WEDNESDAY, APRIL 10, 1946

UNITED STATES SENATE,

COMMITTEE ON EDUCATION AND LABOR,

Washington, D. C.

The committee met at 10 a. m., pursuant to adjournment, the Honorable James E. Murray (chairman) presiding.

Present: Senators Murray, Donnell, and Smith.

The CHAIRMAN. The hearing will come to order.

The first witness this morning is Dr. Clark Foreman, president of the Southern Conference for Human Welfare. Dr. Foreman, will you take the seat here, please?
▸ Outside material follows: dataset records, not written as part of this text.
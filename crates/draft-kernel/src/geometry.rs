//! Core value types: points, segments, infinite lines and simple polygons.
//!
//! Everything here is `Copy` or cheaply `Clone`, created per call and owned
//! by the caller. The kernel never keeps references to these between calls.

use std::ops::{Add, Mul, Neg, Sub};

use crate::error::{KernelError, Result};

/// Tolerance shared by the 2D math (determinants, zero-length tests).
pub const EPSILON: f64 = 1e-10;

/// A 2D point in the construction plane.
///
/// Also used as a plain vector (differences of points, directions).
#[derive(Debug, Clone, Copy, PartialEq, Default)]
pub struct Point {
    pub x: f64,
    pub y: f64,
}

impl Point {
    #[inline]
    pub const fn new(x: f64, y: f64) -> Self {
        Self { x, y }
    }

    /// Unit vector at `radians` from the +X axis.
    #[inline]
    pub fn from_angle(radians: f64) -> Self {
        Self::new(radians.cos(), radians.sin())
    }

    #[inline]
    pub fn distance(&self, other: Point) -> f64 {
        self.distance_squared(other).sqrt()
    }

    #[inline]
    pub fn distance_squared(&self, other: Point) -> f64 {
        let dx = self.x - other.x;
        let dy = self.y - other.y;
        dx * dx + dy * dy
    }

    #[inline]
    pub fn dot(&self, other: Point) -> f64 {
        self.x * other.x + self.y * other.y
    }

    /// Z component of the 3D cross product. Positive when `other` is
    /// counter-clockwise from `self`.
    #[inline]
    pub fn cross(&self, other: Point) -> f64 {
        self.x * other.y - self.y * other.x
    }

    #[inline]
    pub fn length(&self) -> f64 {
        self.dot(*self).sqrt()
    }

    /// Left-hand perpendicular `(-y, x)`.
    #[inline]
    pub fn perp(&self) -> Point {
        Point::new(-self.y, self.x)
    }

    /// Unit vector in the same direction, or `None` for a zero vector.
    #[inline]
    pub fn normalized(&self) -> Option<Point> {
        let len = self.length();
        if len < EPSILON {
            None
        } else {
            Some(Point::new(self.x / len, self.y / len))
        }
    }

    #[inline]
    pub fn lerp(&self, other: Point, t: f64) -> Point {
        Point::new(self.x + (other.x - self.x) * t, self.y + (other.y - self.y) * t)
    }

    #[inline]
    pub fn midpoint(&self, other: Point) -> Point {
        self.lerp(other, 0.5)
    }

    /// Angle of the vector from the +X axis, in `(-π, π]`.
    #[inline]
    pub fn angle(&self) -> f64 {
        self.y.atan2(self.x)
    }

    /// Rotate (as a vector) by the given sine/cosine pair.
    #[inline]
    pub fn rotated(&self, sin_a: f64, cos_a: f64) -> Point {
        Point::new(self.x * cos_a - self.y * sin_a, self.x * sin_a + self.y * cos_a)
    }

    #[inline]
    pub fn is_finite(&self) -> bool {
        self.x.is_finite() && self.y.is_finite()
    }

    #[inline]
    pub fn approx_eq(&self, other: Point, tolerance: f64) -> bool {
        (self.x - other.x).abs() <= tolerance && (self.y - other.y).abs() <= tolerance
    }
}

impl Add for Point {
    type Output = Point;
    #[inline]
    fn add(self, rhs: Point) -> Point {
        Point::new(self.x + rhs.x, self.y + rhs.y)
    }
}

impl Sub for Point {
    type Output = Point;
    #[inline]
    fn sub(self, rhs: Point) -> Point {
        Point::new(self.x - rhs.x, self.y - rhs.y)
    }
}

impl Mul<f64> for Point {
    type Output = Point;
    #[inline]
    fn mul(self, rhs: f64) -> Point {
        Point::new(self.x * rhs, self.y * rhs)
    }
}

impl Neg for Point {
    type Output = Point;
    #[inline]
    fn neg(self) -> Point {
        Point::new(-self.x, -self.y)
    }
}

/// An ordered pair of points.
///
/// Zero-length segments are valid input; every operation handles them.
#[derive(Debug, Clone, Copy, PartialEq)]
pub struct Segment {
    pub start: Point,
    pub end: Point,
}

impl Segment {
    #[inline]
    pub const fn new(start: Point, end: Point) -> Self {
        Self { start, end }
    }

    #[inline]
    pub const fn from_coords(x1: f64, y1: f64, x2: f64, y2: f64) -> Self {
        Self::new(Point::new(x1, y1), Point::new(x2, y2))
    }

    /// `end - start`.
    #[inline]
    pub fn delta(&self) -> Point {
        self.end - self.start
    }

    #[inline]
    pub fn length(&self) -> f64 {
        self.start.distance(self.end)
    }

    #[inline]
    pub fn midpoint(&self) -> Point {
        self.start.midpoint(self.end)
    }

    /// Unit direction from start to end, `None` when zero-length.
    #[inline]
    pub fn direction(&self) -> Option<Point> {
        self.delta().normalized()
    }

    #[inline]
    pub fn is_degenerate(&self) -> bool {
        self.start.distance_squared(self.end) < EPSILON * EPSILON
    }

    #[inline]
    pub fn point_at(&self, t: f64) -> Point {
        self.start.lerp(self.end, t)
    }

    #[inline]
    pub fn reversed(&self) -> Segment {
        Segment::new(self.end, self.start)
    }

    /// Same segment translated by `offset`.
    #[inline]
    pub fn translated(&self, offset: Point) -> Segment {
        Segment::new(self.start + offset, self.end + offset)
    }
}

/// An infinite line carried by two points.
///
/// The points give direction only, not extent.
#[derive(Debug, Clone, Copy, PartialEq)]
pub struct Line {
    pub p1: Point,
    pub p2: Point,
}

impl Line {
    #[inline]
    pub const fn through(p1: Point, p2: Point) -> Self {
        Self { p1, p2 }
    }

    #[inline]
    pub fn direction(&self) -> Option<Point> {
        (self.p2 - self.p1).normalized()
    }

    #[inline]
    pub fn is_degenerate(&self) -> bool {
        self.p1.distance_squared(self.p2) < EPSILON * EPSILON
    }
}

impl From<Segment> for Line {
    fn from(segment: Segment) -> Self {
        Line::through(segment.start, segment.end)
    }
}

/// A simple (non-self-intersecting) polygon, closed by implicit wraparound.
///
/// Vertices are listed once: a trailing copy of the first vertex is dropped
/// on construction.
#[derive(Debug, Clone, PartialEq)]
pub struct Polygon {
    vertices: Vec<Point>,
}

impl Polygon {
    /// Validate and normalize a vertex list.
    pub fn new(mut vertices: Vec<Point>) -> Result<Self> {
        if vertices.iter().any(|p| !p.is_finite()) {
            return Err(KernelError::NonFinite { what: "polygon vertex" });
        }
        if vertices.len() > 1 {
            let first = vertices[0];
            if vertices.last().is_some_and(|last| last.approx_eq(first, EPSILON)) {
                vertices.pop();
            }
        }
        if vertices.len() < 3 {
            return Err(KernelError::TooFewVertices(vertices.len()));
        }
        Ok(Self { vertices })
    }

    #[inline]
    pub fn vertices(&self) -> &[Point] {
        &self.vertices
    }

    /// Edges in order, including the closing edge.
    pub fn edges(&self) -> impl Iterator<Item = Segment> + '_ {
        let n = self.vertices.len();
        (0..n).map(move |i| Segment::new(self.vertices[i], self.vertices[(i + 1) % n]))
    }

    /// `(min_x, min_y, max_x, max_y)`.
    pub fn bounding_box(&self) -> (f64, f64, f64, f64) {
        points_bounding_box(&self.vertices)
    }

    /// Shoelace area: positive for counter-clockwise winding.
    pub fn signed_area(&self) -> f64 {
        signed_area_of_points(&self.vertices)
    }

    /// Area centroid, falling back to the vertex average for zero-area input.
    pub fn centroid(&self) -> Point {
        let area = self.signed_area();
        let n = self.vertices.len();
        if area.abs() < EPSILON {
            let sum = self.vertices.iter().fold(Point::default(), |acc, p| acc + *p);
            return sum * (1.0 / n as f64);
        }

        let mut cx = 0.0;
        let mut cy = 0.0;
        for i in 0..n {
            let a = self.vertices[i];
            let b = self.vertices[(i + 1) % n];
            let w = a.cross(b);
            cx += (a.x + b.x) * w;
            cy += (a.y + b.y) * w;
        }
        Point::new(cx / (6.0 * area), cy / (6.0 * area))
    }
}

/// Bounding box of a point list as `(min_x, min_y, max_x, max_y)`.
///
/// Callers guarantee a non-empty list.
pub fn points_bounding_box(points: &[Point]) -> (f64, f64, f64, f64) {
    let min_x = points.iter().map(|p| p.x).fold(f64::INFINITY, f64::min);
    let min_y = points.iter().map(|p| p.y).fold(f64::INFINITY, f64::min);
    let max_x = points.iter().map(|p| p.x).fold(f64::NEG_INFINITY, f64::max);
    let max_y = points.iter().map(|p| p.y).fold(f64::NEG_INFINITY, f64::max);
    (min_x, min_y, max_x, max_y)
}

/// Signed area of a point sequence using the shoelace formula.
pub fn signed_area_of_points(points: &[Point]) -> f64 {
    let n = points.len();
    if n < 3 {
        return 0.0;
    }

    let mut area = 0.0;
    for i in 0..n {
        let j = (i + 1) % n;
        area += points[i].x * points[j].y;
        area -= points[j].x * points[i].y;
    }
    area / 2.0
}

/// The drawing plane a 2D kernel result is placed on.
///
/// The elevation is carried through for the scene collaborator and never
/// takes part in the 2D math.
#[derive(Debug, Clone, Copy, PartialEq, Default)]
pub struct ConstructionPlane {
    pub elevation: f64,
}

impl ConstructionPlane {
    pub const fn at_elevation(elevation: f64) -> Self {
        Self { elevation }
    }

    /// Place a plane point in 3D as `[x, y, elevation]`.
    #[inline]
    pub fn lift(&self, p: Point) -> [f64; 3] {
        [p.x, p.y, self.elevation]
    }

    /// Drop the elevation of a 3D world point.
    #[inline]
    pub fn project(&self, world: [f64; 3]) -> Point {
        Point::new(world[0], world[1])
    }
}

#[cfg(test)]
mod tests {
    use super::*;
    use approx::assert_relative_eq;

    fn square() -> Polygon {
        Polygon::new(vec![
            Point::new(0.0, 0.0),
            Point::new(10.0, 0.0),
            Point::new(10.0, 10.0),
            Point::new(0.0, 10.0),
        ])
        .unwrap()
    }

    #[test]
    fn point_distance() {
        let p1 = Point::new(0.0, 0.0);
        let p2 = Point::new(3.0, 4.0);
        assert_eq!(p1.distance(p2), 5.0);
    }

    #[test]
    fn cross_sign_follows_winding() {
        let x = Point::new(1.0, 0.0);
        let y = Point::new(0.0, 1.0);
        assert!(x.cross(y) > 0.0);
        assert!(y.cross(x) < 0.0);
    }

    #[test]
    fn zero_vector_has_no_direction() {
        assert!(Point::new(0.0, 0.0).normalized().is_none());
        assert!(Segment::from_coords(1.0, 1.0, 1.0, 1.0).direction().is_none());
    }

    #[test]
    fn segment_length_and_midpoint() {
        let seg = Segment::from_coords(0.0, 0.0, 3.0, 4.0);
        assert_eq!(seg.length(), 5.0);
        assert_eq!(seg.midpoint(), Point::new(1.5, 2.0));
    }

    #[test]
    fn polygon_drops_closing_vertex() {
        let poly = Polygon::new(vec![
            Point::new(0.0, 0.0),
            Point::new(4.0, 0.0),
            Point::new(0.0, 4.0),
            Point::new(0.0, 0.0),
        ])
        .unwrap();
        assert_eq!(poly.vertices().len(), 3);
    }

    #[test]
    fn polygon_needs_three_vertices() {
        let err = Polygon::new(vec![Point::new(0.0, 0.0), Point::new(1.0, 0.0)]).unwrap_err();
        assert_eq!(err, KernelError::TooFewVertices(2));
    }

    #[test]
    fn polygon_bbox_and_centroid() {
        let poly = square();
        assert_eq!(poly.bounding_box(), (0.0, 0.0, 10.0, 10.0));
        let c = poly.centroid();
        assert_relative_eq!(c.x, 5.0, epsilon = 1e-12);
        assert_relative_eq!(c.y, 5.0, epsilon = 1e-12);
    }

    #[test]
    fn signed_area_ccw_positive() {
        let area = square().signed_area();
        assert_relative_eq!(area, 100.0, epsilon = 1e-10);
    }

    #[test]
    fn signed_area_cw_negative() {
        let poly = Polygon::new(vec![
            Point::new(0.0, 0.0),
            Point::new(0.0, 10.0),
            Point::new(10.0, 10.0),
            Point::new(10.0, 0.0),
        ])
        .unwrap();
        assert_relative_eq!(poly.signed_area(), -100.0, epsilon = 1e-10);
    }

    #[test]
    fn polygon_edges_wrap_around() {
        let edges: Vec<_> = square().edges().collect();
        assert_eq!(edges.len(), 4);
        assert_eq!(edges[3], Segment::from_coords(0.0, 10.0, 0.0, 0.0));
    }

    #[test]
    fn plane_keeps_elevation_out_of_2d() {
        let plane = ConstructionPlane::at_elevation(2.5);
        let world = plane.lift(Point::new(1.0, 2.0));
        assert_eq!(world, [1.0, 2.0, 2.5]);
        assert_eq!(plane.project(world), Point::new(1.0, 2.0));
    }
}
STATEMENT OF DR. CLARK FOREMAN, PRESIDENT OF THE SOUTHERN CONFERENCE FOR HUMAN WELFARE

Dr. FOREMAN. Mr. Chairman and gentlemen: I am president of the Southern Conference for Human Welfare and I have a statement that I would like to present.

ENDORSEMENT OF THE BILL

The Southern Conference for Human Welfare is a nonprofit organization working for the betterment of the South in order to help improve the whole Nation. We unequivocably endorse the President's national health program and S. 1606, the Wagner-Murray-Dingell national health bill, the main measure to carry it out. We consider

passage of this bill the most important single step necessary to improve the health of our people. We ask Congress to pass it this session. The Nation's health needs are serious. We cannot afford the luxury of delay.

MORE SICKNESS IN THE SOUTH

We in the South know a lot about ill health and inadequate medical care, because we have more of both than any other section of the country. We have worse selective service rejection and infant and maternal mortality rates, than does any other part of the country. We have fewer doctors, dentists and hospitals than any other section; and yet, because of lack of purchasing power, we do not even utilize fully those we do have. Our rural and our Negro populations are hit the hardest, but our industrial workers and the middle-income group are not so much better off.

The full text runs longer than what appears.